William chuckled softly at this. “He needs his own bed,” he said. “And you need yours. There is a fine, large room that would suit you both. It is in the far wing… next to mine.” He let the suggestion hang in the air, more than curious as to how she would take it.
“If you are offering, I would like that,” Charlotte said.
He would like that too, he decided, having her closer, even when they slept. The room beside his would do nicely. And in his mind, it was a positive step forward in the direction of their marriage.
December 23
At breakfast Charlotte was disappointed to find only one place setting and an envelope bearing her name beside it.
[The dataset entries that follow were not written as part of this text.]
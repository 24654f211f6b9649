//! Terminal token codec.
//!
//! A token is `payload_b64.signature_b64`: the JSON payload and its
//! HMAC-SHA256 tag, both base64url. Padding is omitted on encode and
//! tolerated on decode. The tag covers the raw payload bytes, so a padded
//! and an unpadded rendering of the same token verify alike.

use base64::Engine;
use base64::alphabet;
use base64::engine::{DecodePaddingMode, GeneralPurpose, GeneralPurposeConfig};
use rand::RngCore;
use rand::rngs::OsRng;
use serde::{Deserialize, Serialize};

use crate::error::CryptoError;
use crate::formats::{self, TokenFormat};
use crate::key::SigningKey;

/// Current payload format version.
pub const TOKEN_VERSION: u8 = 1;

/// Nonce entropy in bytes.
pub const NONCE_LEN: usize = 16;

const MAX_TOKEN_LEN: usize = 2048;

/// base64url, no padding on encode, padding optional on decode.
pub(crate) const B64: GeneralPurpose = GeneralPurpose::new(
    &alphabet::URL_SAFE,
    GeneralPurposeConfig::new()
        .with_encode_padding(false)
        .with_decode_padding_mode(DecodePaddingMode::Indifferent),
);

/// Signed content of a terminal token.
#[derive(Debug, Clone, PartialEq, Eq, Serialize, Deserialize)]
pub struct TokenPayload {
    /// Public id of the issuing terminal.
    #[serde(rename = "tid")]
    pub terminal_id: String,
    /// Issuance time (Unix seconds).
    #[serde(rename = "iat")]
    pub issued_at: i64,
    /// Validity window in seconds.
    #[serde(rename = "ttl")]
    pub validity_secs: i64,
    #[serde(rename = "n")]
    pub nonce: String,
    #[serde(rename = "v", default = "default_version")]
    pub version: u8,
}

const fn default_version() -> u8 {
    TOKEN_VERSION
}

impl TokenPayload {
    /// Build a current-version payload with a fresh random nonce.
    pub fn new(terminal_id: impl Into<String>, issued_at: i64, validity_secs: i64) -> Self {
        Self {
            terminal_id: terminal_id.into(),
            issued_at,
            validity_secs,
            nonce: random_nonce(),
            version: TOKEN_VERSION,
        }
    }

    pub const fn expires_at(&self) -> i64 {
        self.issued_at + self.validity_secs
    }
}

/// A token split into its raw parts, before signature verification.
#[derive(Debug, Clone, PartialEq, Eq)]
pub struct SignedToken {
    pub payload: Vec<u8>,
    pub signature: Vec<u8>,
}

/// 16 random bytes, base64url.
pub fn random_nonce() -> String {
    let mut bytes = [0u8; NONCE_LEN];
    OsRng.fill_bytes(&mut bytes);
    B64.encode(bytes)
}

/// Serialize and sign a payload. Returns the token string and the
/// base64url signature (stored alongside the issuance).
pub fn encode(payload: &TokenPayload, key: &SigningKey) -> Result<(String, String), CryptoError> {
    let payload_bytes = serde_json::to_vec(payload)
        .map_err(|e| CryptoError::SerializationError(e.to_string()))?;
    let signature = B64.encode(key.sign(&payload_bytes));
    Ok((format!("{}.{}", B64.encode(&payload_bytes), signature), signature))
}

/// Split a token into raw payload and signature, trying every known format
/// in order.
pub fn split(token: &str) -> Result<SignedToken, CryptoError> {
    split_with(token, formats::DEFAULT_FORMATS)
}

/// [`split`] with an explicit, ordered format list.
pub fn split_with(token: &str, formats: &[&dyn TokenFormat]) -> Result<SignedToken, CryptoError> {
    let token = token.trim();
    if token.is_empty() {
        return Err(CryptoError::Malformed("empty token".into()));
    }
    if token.len() > MAX_TOKEN_LEN {
        return Err(CryptoError::Malformed("token exceeds max length".into()));
    }
    for format in formats {
        if let formats::Decoded::Recognized(signed) = format.decode(token)? {
            return Ok(signed);
        }
    }
    Err(CryptoError::Malformed("unrecognized token format".into()))
}

/// Parse raw payload bytes. Every field except the version is required.
pub fn decode_payload(bytes: &[u8]) -> Result<TokenPayload, CryptoError> {
    let payload: TokenPayload =
        serde_json::from_slice(bytes).map_err(|e| CryptoError::InvalidPayload(e.to_string()))?;
    if payload.terminal_id.is_empty() {
        return Err(CryptoError::InvalidPayload("empty terminal id".into()));
    }
    if payload.nonce.is_empty() {
        return Err(CryptoError::InvalidPayload("empty nonce".into()));
    }
    if payload.validity_secs <= 0 {
        return Err(CryptoError::InvalidPayload("non-positive validity window".into()));
    }
    Ok(payload)
}

/// Split, verify the signature in constant time, then parse the payload.
pub fn decode(token: &str, key: &SigningKey) -> Result<TokenPayload, CryptoError> {
    let signed = split(token)?;
    if !key.verify(&signed.payload, &signed.signature) {
        return Err(CryptoError::InvalidSignature);
    }
    decode_payload(&signed.payload)
}
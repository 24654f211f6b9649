//! Token issuance for attendance terminals.

use std::sync::Arc;

use punchclock_core::config::TokenConfig;
use punchclock_core::{Clock, Error, Result};
use punchclock_crypto::{SigningKey, TokenPayload, codec};
use serde::Serialize;
use tracing::{debug, info, instrument};

use super::{active_terminal, crypto_error};
use crate::nonce::NonceStore;
use crate::storage::{AttendanceDatabase, NewIssuance};

/// A token ready to be rendered by a terminal.
#[derive(Debug, Clone, PartialEq, Eq, Serialize)]
pub struct IssuedToken {
    pub token: String,
    #[serde(skip)]
    pub nonce: String,
    pub terminal_id: String,
    pub issued_at: i64,
    pub expires_at: i64,
    #[serde(rename = "expires_in_seconds")]
    pub expires_in_secs: i64,
}

/// Signs, records and registers terminal tokens.
#[derive(Clone)]
pub struct TokenIssuer {
    db: AttendanceDatabase,
    key: SigningKey,
    nonces: Arc<dyn NonceStore>,
    clock: Arc<dyn Clock>,
    validity_secs: i64,
    nonce_margin_secs: i64,
}

impl TokenIssuer {
    pub fn new(
        db: AttendanceDatabase,
        key: SigningKey,
        nonces: Arc<dyn NonceStore>,
        clock: Arc<dyn Clock>,
        config: &TokenConfig,
    ) -> Self {
        Self {
            db,
            key,
            nonces,
            clock,
            validity_secs: config.validity_secs,
            nonce_margin_secs: config.nonce_margin_secs,
        }
    }

    /// Issue a fresh token for an active terminal. Earlier tokens of the
    /// same terminal stay valid until they expire.
    #[instrument(skip(self))]
    pub async fn issue(&self, terminal_public_id: &str) -> Result<IssuedToken> {
        let terminal = active_terminal(&self.db, terminal_public_id).await?;
        let now = self.clock.now();

        let payload = TokenPayload::new(&terminal.public_id, now, self.validity_secs);
        let (token, signature) = codec::encode(&payload, &self.key).map_err(crypto_error)?;
        let payload_json = serde_json::to_string(&payload)?;
        let expires_at = payload.expires_at();

        self.db
            .insert_issuance(&NewIssuance {
                terminal_id: &terminal.id,
                token: &token,
                payload: &payload_json,
                signature: &signature,
                nonce: &payload.nonce,
                generated_at: now,
                expires_at,
            })
            .await?;

        self.nonces
            .set_with_ttl(
                &payload.nonce,
                &terminal.public_id,
                self.validity_secs + self.nonce_margin_secs,
            )
            .await;

        debug!(terminal = %terminal.public_id, expires_at, "Token issued");

        Ok(IssuedToken {
            token,
            nonce: payload.nonce,
            terminal_id: terminal.public_id,
            issued_at: now,
            expires_at,
            expires_in_secs: self.validity_secs,
        })
    }

    /// The terminal's newest live token, issuing one if none is live.
    #[instrument(skip(self))]
    pub async fn current(&self, terminal_public_id: &str) -> Result<IssuedToken> {
        let terminal = active_terminal(&self.db, terminal_public_id).await?;
        let now = self.clock.now();

        match self.db.current_issuance(&terminal.id, now).await? {
            Some(issuance) => Ok(IssuedToken {
                token: issuance.token,
                nonce: issuance.nonce,
                terminal_id: terminal.public_id,
                issued_at: issuance.generated_at,
                expires_at: issuance.expires_at,
                expires_in_secs: issuance.expires_at - now,
            }),
            None => {
                info!(terminal = %terminal.public_id, "No live token, issuing");
                self.issue(terminal_public_id).await
            }
        }
    }
}

impl std::fmt::Debug for TokenIssuer {
    fn fmt(&self, f: &mut std::fmt::Formatter<'_>) -> std::fmt::Result {
        f.debug_struct("TokenIssuer")
            .field("validity_secs", &self.validity_secs)
            .field("nonce_margin_secs", &self.nonce_margin_secs)
            .finish_non_exhaustive()
    }
}
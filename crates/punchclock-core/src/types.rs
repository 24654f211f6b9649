//! Attendance domain types shared by the resolver, the aggregator and the
//! server storage layer.

use chrono::NaiveDate;
use serde::{Deserialize, Serialize};

/// Whether a scan clocks the subject in or out.
#[derive(Debug, Clone, Copy, PartialEq, Eq, Hash, Serialize, Deserialize)]
#[serde(rename_all = "UPPERCASE")]
pub enum AttendanceKind {
    Entry,
    Exit,
}

impl AttendanceKind {
    pub const fn as_str(self) -> &'static str {
        match self {
            Self::Entry => "ENTRY",
            Self::Exit => "EXIT",
        }
    }

    /// The type that must follow this one.
    pub const fn opposite(self) -> Self {
        match self {
            Self::Entry => Self::Exit,
            Self::Exit => Self::Entry,
        }
    }
}

impl std::fmt::Display for AttendanceKind {
    fn fmt(&self, f: &mut std::fmt::Formatter<'_>) -> std::fmt::Result {
        f.write_str(self.as_str())
    }
}

impl std::str::FromStr for AttendanceKind {
    type Err = String;

    fn from_str(s: &str) -> Result<Self, Self::Err> {
        match s.to_ascii_uppercase().as_str() {
            "ENTRY" | "IN" => Ok(Self::Entry),
            "EXIT" | "OUT" => Ok(Self::Exit),
            other => Err(format!("unknown attendance type: {other}")),
        }
    }
}

/// Advisory confidence attached to a resolved attendance type.
#[derive(Debug, Clone, Copy, PartialEq, Eq, PartialOrd, Ord, Hash, Serialize, Deserialize)]
#[serde(rename_all = "lowercase")]
pub enum Confidence {
    Low,
    Medium,
    High,
}

impl Confidence {
    pub const fn as_str(self) -> &'static str {
        match self {
            Self::Low => "low",
            Self::Medium => "medium",
            Self::High => "high",
        }
    }

    /// One step lower, saturating at `Low`.
    pub const fn downgrade(self) -> Self {
        match self {
            Self::High => Self::Medium,
            Self::Medium | Self::Low => Self::Low,
        }
    }
}

impl std::fmt::Display for Confidence {
    fn fmt(&self, f: &mut std::fmt::Formatter<'_>) -> std::fmt::Result {
        f.write_str(self.as_str())
    }
}

/// The minimal view of a stored attendance record that the rules need.
#[derive(Debug, Clone, Copy, PartialEq, Eq, Serialize, Deserialize)]
pub struct Punch {
    pub kind: AttendanceKind,
    /// Server timestamp (Unix seconds).
    pub at: i64,
}

impl Punch {
    pub const fn new(kind: AttendanceKind, at: i64) -> Self {
        Self { kind, at }
    }
}

/// Contract attributes of a subject used by validation and aggregation.
#[derive(Debug, Clone, PartialEq, Serialize, Deserialize)]
pub struct ContractProfile {
    pub subject_id: String,
    pub start_date: Option<NaiveDate>,
    pub end_date: Option<NaiveDate>,
    /// Total hours the contract requires, if bounded.
    pub total_hours: Option<f64>,
    pub daily_hours: f64,
    pub weekly_hours: f64,
}

impl ContractProfile {
    /// Profile applied when a subject has no stored contract.
    pub fn standard(subject_id: impl Into<String>) -> Self {
        Self {
            subject_id: subject_id.into(),
            start_date: None,
            end_date: None,
            total_hours: None,
            daily_hours: 8.0,
            weekly_hours: 40.0,
        }
    }

    #[allow(clippy::cast_possible_truncation)]
    pub fn daily_limit_minutes(&self) -> i64 {
        (self.daily_hours * 60.0).round() as i64
    }

    #[allow(clippy::cast_possible_truncation)]
    pub fn weekly_limit_minutes(&self) -> i64 {
        (self.weekly_hours * 60.0).round() as i64
    }

    #[allow(clippy::cast_possible_truncation)]
    pub fn total_minutes(&self) -> Option<i64> {
        self.total_hours.map(|h| (h * 60.0).round() as i64)
    }
}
After being seated she opened it quickly to find an apology from William, stating that he had urgent business and would be away most of the day.
Disappointment surged through her. She had become used to his company. As I should not, she told herself. At the new year, he would return to the normality of his life and running his business, and she would be left by herself— save for the servants— to decipher what her purpose and routine should be.
There was caring for Alec, of course, but without other chores and responsibilities to occupy her time, Charlotte knew there would be far too many free hours. Which will never do. She would have to find something else to keep her busy. For starters, I shall have to make this house my home.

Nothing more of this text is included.